> _Goal of the exercise_
Each entry needs to be reproduced verbatim.
=== Section Start ===
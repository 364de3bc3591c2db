//! Server flash messages relayed as toasts

use form_guard_core::Severity;
use web_sys::Document;

use crate::notify::NotificationCenter;

/// Shows one error toast per child of the flash container, in document order.
///
/// Returns the number of messages relayed; 0 when the page has no container.
pub fn relay_flash_messages(document: &Document, container_id: &str, center: &NotificationCenter) -> u32 {
    let Some(container) = document.get_element_by_id(container_id) else {
        return 0;
    };

    let children = container.children();
    let mut relayed = 0;
    for index in 0..children.length() {
        if let Some(child) = children.item(index) {
            let message = child.text_content().unwrap_or_default();
            center.notify(&message, Severity::Error);
            relayed += 1;
        }
    }

    tracing::debug!(relayed, "flash messages relayed");
    relayed
}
=== Section End ===
> _Answer area_
repository 364de3bc3591c2db
//! Server flash messages relayed as toasts

use form_guard_core::Severity;
use web_sys::Document;

use crate::notify::NotificationCenter;

/// Shows one error toast per child of the flash container, in document order.
///
/// Returns the number of messages relayed; 0 when the page has no container.
pub fn relay_flash_messages(document: &Document, container_id: &str, center: &NotificationCenter) -> u32 {
    let Some(container) = document.get_element_by_id(container_id) else {
        return 0;
    };

    let children = container.children();
    let mut relayed = 0;
    for index in 0..children.length() {
        if let Some(child) = children.item(index) {
            let message = child.text_content().unwrap_or_default();
            center.notify(&message, Severity::Error);
            relayed += 1;
        }
    }

    tracing::debug!(relayed, "flash messages relayed");
    relayed
}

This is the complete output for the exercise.